The children’s literature that I include in the volume was a product of the Yiddish left, which understood itself to be broadly secularist. Authors’ attitudes ranged from Yiddishkeyt (Jewishness) is the ethical and aesthetic wellspring of our inspiration” to “all forms of religious expression are the opiate of the masses.” With the former group, I found it fascinating how invested they could be in telling tales that took traditional religious observance as a theme, such as the two Sabbath tales that open the book. I needed to figure this out so badly that I ended up exploring the topic in a couple of scholarly articles. I was also fascinated by the notable return to telling holiday tales in the 1950’s, when the Jewish liturgical year becomes a source of cultural preservation and consolidation after the disruption of the Holocaust.
How will you be using this book at Emory University, where you’re an associate professor of Yiddish language, literature, and culture?
I will be using it this semester in my course on Children’s Literature and the Quest for Just Societies. I have been teaching my translations for about five years now, and it will be thrilling to be able to show my students nicely laid out book pages instead of just word processing documents that scream at the top “NOT FOR CIRCULATION. DO NOT SHARE.” I also teach courses focused on Jewish childhood and family life that will make use of some of these texts, as well as translations that ended up on the cutting room floor.
It was a joy meeting you and learning from you at TENT, the program at the Yiddish Book Center in Amherst in 2019. I remember how proud you were of the book Good Night, Wind: A Yiddish Folktale by Linda Elovitz Marshall, because of the way Marshall found a contemporary way to bring a classic Yiddish tale to life. Can you tell us about the journey from the Yiddish story to Marshall’s retelling?
This is probably mostly Linda’s story to tell, but I was indeed quite thrilled when she used the story by Moyshe Kulbak “The Wind That Got Angry” as the basis for her beautiful Good Night, Wind. I had taught my translation and interpretation of the tale at YIVO in Winter 2015. She changed the second half of the plot a great deal, she said, because in contemporary children’s stories, children need to be the primary agents and heroes. So instead of having a single mother stand up to the angry wind for the sake of the children, she figures out how to have the children confront the wind themselves.

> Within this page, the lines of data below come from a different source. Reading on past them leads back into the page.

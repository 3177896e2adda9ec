//! In-process transport over crossbeam channels
//!
//! Used for single-process groups and for running several ranks on threads
//! in tests. Every ordered pair of ranks gets its own unbounded channel.

use super::{FabricError, Transport};
use crossbeam::channel::{unbounded, Receiver, Sender};
use shardline_common::Result;

/// One rank's endpoints into an in-process mesh
pub struct LocalTransport {
    rank: usize,
    world_size: usize,
    senders: Vec<Sender<Vec<f32>>>,
    receivers: Vec<Receiver<Vec<f32>>>,
}

impl LocalTransport {
    /// Create a fully connected group of `world_size` ranks, indexed by rank
    pub fn group(world_size: usize) -> Vec<LocalTransport> {
        let mut senders: Vec<Vec<Sender<Vec<f32>>>> = vec![Vec::new(); world_size];
        let mut receivers: Vec<Vec<Receiver<Vec<f32>>>> = vec![Vec::new(); world_size];

        // senders[from][to] pairs with receivers[to][from]
        for from in 0..world_size {
            for to in 0..world_size {
                let (tx, rx) = unbounded();
                senders[from].push(tx);
                receivers[to].push(rx);
            }
        }

        senders
            .into_iter()
            .zip(receivers)
            .enumerate()
            .map(|(rank, (senders, receivers))| LocalTransport {
                rank,
                world_size,
                senders,
                receivers,
            })
            .collect()
    }

    fn check_peer(&self, peer: usize) -> Result<()> {
        if peer >= self.world_size {
            return Err(FabricError::RankOutOfRange {
                rank: peer,
                world_size: self.world_size,
            }
            .into());
        }
        if peer == self.rank {
            return Err(FabricError::SelfLink(peer).into());
        }
        Ok(())
    }
}

impl Transport for LocalTransport {
    fn rank(&self) -> usize {
        self.rank
    }

    fn world_size(&self) -> usize {
        self.world_size
    }

    fn send(&self, peer: usize, data: &[f32]) -> Result<()> {
        self.check_peer(peer)?;
        self.senders[peer]
            .send(data.to_vec())
            .map_err(|_| FabricError::Disconnected(peer).into())
    }

    fn recv(&self, peer: usize) -> Result<Vec<f32>> {
        self.check_peer(peer)?;
        self.receivers[peer]
            .recv()
            .map_err(|_| FabricError::Disconnected(peer).into())
    }
}
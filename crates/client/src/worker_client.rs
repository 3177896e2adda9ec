//! Typed client for one worker's gRPC service

use shardline_common::{BatchDescriptor, InferenceConfig, Result, DEFAULT_MAX_MESSAGE_BYTES};
use shardline_proto::worker::init_model_request::Model;
use shardline_proto::worker::{
    ForwardRequest, InitCacheRequest, InitModelRequest, JoinGroupRequest, SelfTestRequest,
};
use shardline_proto::WorkerServiceClient;
use tonic::transport::Channel;
use tracing::debug;

/// Where a worker gets its model from
#[derive(Debug, Clone, PartialEq, Eq)]
pub enum ModelSpec {
    /// Directory holding `config.json` on the worker's filesystem
    Checkpoint(String),
    /// Inline JSON model description
    ConfigJson(String),
}

impl From<ModelSpec> for Model {
    fn from(spec: ModelSpec) -> Self {
        match spec {
            ModelSpec::Checkpoint(path) => Model::CheckpointPath(path),
            ModelSpec::ConfigJson(json) => Model::ModelConfigJson(json),
        }
    }
}

/// Logits returned by one forward call, row-major
#[derive(Debug, Clone, PartialEq)]
pub struct ForwardOutput {
    pub logits: Vec<f32>,
    pub num_rows: usize,
    pub row_width: usize,
}

impl ForwardOutput {
    pub fn rows(&self) -> impl Iterator<Item = &[f32]> {
        self.logits.chunks(self.row_width.max(1))
    }
}

/// Worker client wrapper
#[derive(Clone)]
pub struct WorkerClient {
    endpoint: String,
    inner: WorkerServiceClient<Channel>,
}

impl WorkerClient {
    /// Connect to a worker endpoint, e.g. `http://10.0.0.2:50051`
    pub async fn connect(endpoint: &str) -> Result<Self> {
        Self::connect_with_limit(endpoint, DEFAULT_MAX_MESSAGE_BYTES).await
    }

    /// Connect with a message size limit matching the worker's `max_message_bytes`
    pub async fn connect_with_limit(endpoint: &str, max_message_bytes: usize) -> Result<Self> {
        let inner = WorkerServiceClient::connect(endpoint.to_string())
            .await?
            .max_decoding_message_size(max_message_bytes)
            .max_encoding_message_size(max_message_bytes);
        debug!("connected to worker at {}", endpoint);
        Ok(Self {
            endpoint: endpoint.to_string(),
            inner,
        })
    }

    pub fn endpoint(&self) -> &str {
        &self.endpoint
    }

    /// Join the group whose rendezvous rank 0 hosts at `address:port`
    pub async fn join_group(&mut self, rank: usize, world_size: usize, address: &str, port: u16) -> Result<()> {
        self.inner
            .join_group(JoinGroupRequest {
                rank: rank as u32,
                world_size: world_size as u32,
                address: address.to_string(),
                port: port as u32,
            })
            .await?;
        Ok(())
    }

    /// Load and shard a model; `policy` of `None` lets the worker pick one
    pub async fn init_model(
        &mut self,
        config: &InferenceConfig,
        model: ModelSpec,
        policy: Option<&str>,
    ) -> Result<()> {
        self.inner
            .init_model(InitModelRequest {
                inference_config_json: config.to_rpc_param()?,
                model: Some(model.into()),
                policy: policy.unwrap_or_default().to_string(),
            })
            .await?;
        Ok(())
    }

    /// Allocate the KV cache: `[num_blocks, num_kv_heads, block_size, head_dim]`
    /// per layer, for a model of `num_layers` layers
    pub async fn init_cache(&mut self, alloc_shape: &[usize], num_layers: usize) -> Result<()> {
        self.inner
            .init_cache(InitCacheRequest {
                alloc_shape: alloc_shape.iter().map(|&d| d as u64).collect(),
                num_layers: num_layers as u32,
            })
            .await?;
        Ok(())
    }

    /// Run one forward step
    pub async fn execute_forward(&mut self, tokens: &[i64], batch: &BatchDescriptor) -> Result<ForwardOutput> {
        let response = self
            .inner
            .execute_forward(ForwardRequest {
                input_token_ids: tokens.to_vec(),
                batch_descriptor_json: batch.to_rpc_param()?,
            })
            .await?
            .into_inner();

        Ok(ForwardOutput {
            logits: response.logits,
            num_rows: response.num_rows as usize,
            row_width: response.row_width as usize,
        })
    }

    /// Sum of all ranks as computed by a world all-reduce
    pub async fn self_test_collective(&mut self) -> Result<f32> {
        Ok(self
            .inner
            .self_test_collective(SelfTestRequest {})
            .await?
            .into_inner()
            .sum)
    }
}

I was also especially gratified because she built my interpretation, that the blizzard the wind creates is the acting out of a tantrum, right into the retelling of the tale. As translators, we don’t always get to catch a glimpse of the bridges that we’ve built, but in this instance I did.

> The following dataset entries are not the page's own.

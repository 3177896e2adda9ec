//! Integration tests driving a group of real worker servers.
//!
//! Workers run in-process on loopback listeners and form their group over
//! the gRPC rendezvous, exactly as separate processes would.

use shardline_client::{ModelSpec, WorkerGroup};
use shardline_common::{BatchDescriptor, InferenceConfig, ModelDType, WorkerServiceConfig};
use shardline_worker::WorkerServer;
use tokio::net::TcpListener;
use tokio_stream::wrappers::TcpListenerStream;
use tonic::transport::Server;

async fn start_workers(count: usize) -> Vec<String> {
    let mut endpoints = Vec::with_capacity(count);
    for _ in 0..count {
        let listener = TcpListener::bind("127.0.0.1:0").await.unwrap();
        endpoints.push(format!("http://{}", listener.local_addr().unwrap()));
        let service = WorkerServer::new(WorkerServiceConfig::default()).into_service();
        tokio::spawn(async move {
            Server::builder()
                .add_service(service)
                .serve_with_incoming(TcpListenerStream::new(listener))
                .await
                .unwrap();
        });
    }
    endpoints
}

fn free_port() -> u16 {
    let listener = std::net::TcpListener::bind("127.0.0.1:0").unwrap();
    listener.local_addr().unwrap().port()
}

fn inference(tp_size: usize) -> InferenceConfig {
    InferenceConfig {
        dtype: ModelDType::Float32,
        max_batch_size: 2,
        max_input_len: 16,
        max_output_len: 16,
        block_size: 4,
        tp_size,
        pp_size: 1,
        max_n_spec_tokens: 0,
        pad_input: false,
    }
}

fn model_with_layers(num_layers: usize) -> ModelSpec {
    ModelSpec::ConfigJson(
        serde_json::json!({
            "architectures": ["LlamaForCausalLM"],
            "model_type": "llama",
            "hidden_size": 64,
            "intermediate_size": 128,
            "num_attention_heads": 4,
            "num_key_value_heads": 2,
            "num_hidden_layers": num_layers,
            "vocab_size": 48,
            "initializer_range": 0.1,
            "seed": 5
        })
        .to_string(),
    )
}

fn model() -> ModelSpec {
    model_with_layers(2)
}

fn prefill() -> BatchDescriptor {
    BatchDescriptor {
        batch_size: 2,
        sequence_lengths: vec![4, 2],
        block_tables: vec![vec![0, -1], vec![1, -1]],
        is_prompts: true,
        use_spec_dec: false,
        num_tokens_to_verify: 0,
        dtype: None,
    }
}

#[tokio::test(flavor = "multi_thread", worker_threads = 4)]
async fn test_tensor_parallel_group() {
    let group = WorkerGroup::connect(&start_workers(2).await).await.unwrap();
    assert_eq!(group.world_size(), 2);

    group.join_group("127.0.0.1", free_port()).await.unwrap();
    assert_eq!(group.self_test_collective().await.unwrap(), vec![1.0, 1.0]);

    group.init_model(&inference(2), model(), None).await.unwrap();
    group.init_cache(&[4, 1, 4, 16], 2).await.unwrap();

    let outputs = group
        .execute_forward(&[3, 9, 27, 1, 40, 2], &prefill())
        .await
        .unwrap();
    assert_eq!(outputs.len(), 2);
    assert_eq!(outputs[0], outputs[1]);
    assert_eq!(outputs[0].num_rows, 2);
    assert_eq!(outputs[0].rows().count(), 2);

    // the same model on one worker gives the same logits
    let single = WorkerGroup::connect(&start_workers(1).await).await.unwrap();
    single.join_group("127.0.0.1", free_port()).await.unwrap();
    single.init_model(&inference(1), model(), None).await.unwrap();
    single.init_cache(&[4, 2, 4, 16], 2).await.unwrap();
    let reference = single
        .execute_forward(&[3, 9, 27, 1, 40, 2], &prefill())
        .await
        .unwrap();

    for (a, b) in outputs[0].logits.iter().zip(&reference[0].logits) {
        assert!((a - b).abs() < 1e-3, "{} vs {}", a, b);
    }
}

#[tokio::test(flavor = "multi_thread", worker_threads = 4)]
async fn test_uneven_pipeline_stages_share_layer_count() {
    // three layers over two stages; both ranks get the model's layer count
    let group = WorkerGroup::connect(&start_workers(2).await).await.unwrap();
    group.join_group("127.0.0.1", free_port()).await.unwrap();

    let config = InferenceConfig {
        pp_size: 2,
        ..inference(1)
    };
    group.init_model(&config, model_with_layers(3), None).await.unwrap();
    group.init_cache(&[4, 2, 4, 16], 3).await.unwrap();

    let outputs = group
        .execute_forward(&[3, 9, 27, 1, 40, 2], &prefill())
        .await
        .unwrap();
    assert_eq!(outputs[0], outputs[1]);

    let single = WorkerGroup::connect(&start_workers(1).await).await.unwrap();
    single.join_group("127.0.0.1", free_port()).await.unwrap();
    single.init_model(&inference(1), model_with_layers(3), None).await.unwrap();
    single.init_cache(&[4, 2, 4, 16], 3).await.unwrap();
    let reference = single
        .execute_forward(&[3, 9, 27, 1, 40, 2], &prefill())
        .await
        .unwrap();

    for (a, b) in outputs[0].logits.iter().zip(&reference[0].logits) {
        assert!((a - b).abs() < 1e-3, "{} vs {}", a, b);
    }
}

#[tokio::test(flavor = "multi_thread", worker_threads = 4)]
async fn test_logits_above_default_message_limit() {
    let group = WorkerGroup::connect(&start_workers(1).await).await.unwrap();
    group.join_group("127.0.0.1", free_port()).await.unwrap();

    let vocab_size = 40_000;
    let config = InferenceConfig {
        max_batch_size: 32,
        ..inference(1)
    };
    let model = ModelSpec::ConfigJson(
        serde_json::json!({
            "architectures": ["LlamaForCausalLM"],
            "model_type": "llama",
            "hidden_size": 16,
            "intermediate_size": 32,
            "num_attention_heads": 2,
            "num_hidden_layers": 1,
            "vocab_size": vocab_size,
            "seed": 3
        })
        .to_string(),
    );
    group.init_model(&config, model, None).await.unwrap();
    group.init_cache(&[32, 2, 4, 8], 1).await.unwrap();

    // 32 one-token prompts: 32 x 40000 f32 logits, over tonic's 4 MiB default
    let batch = BatchDescriptor {
        batch_size: 32,
        sequence_lengths: vec![1; 32],
        block_tables: (0..32).map(|block| vec![block]).collect(),
        is_prompts: true,
        use_spec_dec: false,
        num_tokens_to_verify: 0,
        dtype: None,
    };
    let tokens: Vec<i64> = (0..32).map(|i| i * 1000 + 7).collect();
    let outputs = group.execute_forward(&tokens, &batch).await.unwrap();

    assert_eq!(outputs[0].num_rows, 32);
    assert_eq!(outputs[0].row_width, vocab_size);
    assert!(outputs[0].logits.len() * 4 > 4 * 1024 * 1024);
}

#[tokio::test(flavor = "multi_thread", worker_threads = 4)]
async fn test_group_surfaces_lowest_rank_error() {
    let group = WorkerGroup::connect(&start_workers(1).await).await.unwrap();

    // init-model before join-group is a sequencing error
    let err = group.init_model(&inference(1), model(), None).await.unwrap_err();
    match err {
        shardline_common::ShardlineError::Grpc(status) => {
            assert_eq!(status.code(), tonic::Code::FailedPrecondition)
        }
        other => panic!("unexpected error: {}", other),
    }
}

You’ve said that your three sons were a focus for the group. Do they have any favorites among the stories and do their favorites surprise you?
My older boys have particular appreciation for everything that rhymes because that’s where they see my hard work—or rather, they don’t see it but can intuit that it’s there. My preschooler loves all the funny ones, such as the couple Avrom and Mirtl, who allow their home to be cleaned out by thieves rather than either one caving and going downstairs to shut a door that wasn’t properly bolted on a windy night. He hasn’t heard all of them yet, but next week we’re going to rock his world with the calf that gets lost in a farmer’s beard.
Tell us about the companion book you are working on for Honey on the Page.
I am writing a book for grownups about why this corpus matters: how we cannot fully understand Jewish modernity until we understand the culture that Yiddish-speaking Jews were creating for their children. Moreover, I explore what a deeply feminist project it is to dig into the thought world that educators and parents, so many of whom were women, developed with and for the children in their care.
What would you like readers, young and old, to know about Honey on the Page?
This is a book for generations to share and talk about together. Kids will like some of it, adults will appreciate some of it—but the book really comes alive when it is shared. Part of the work I hope it does in the Jewish community is to empower and activate older generations as tellers of family tales.
Do you have any favorite Yiddish expressions or words to share?
I suppose it makes sense to share the expression “sweet as honey,” zis vi honik, and perhaps what we wish people at the start of any new endeavor or adventure: mitn rekhtn fus, or “on the right foot!”
Thank you so much for your time, Miriam! Is there anything you would like to add?
Since travel isn’t possible right now, I’m embarking on a virtual tour that includes lots of public events. I am trying to keep the list current on my website, miriamudel.com. I’d love to “visit” your community, whether to speak at a day school or Sunday school, to an adult ed audience or book club, or to craft intergenerational virtual events that people can participate in from anywhere. Thank you for such a wide-ranging and fun set of questions to tackle, Nancy!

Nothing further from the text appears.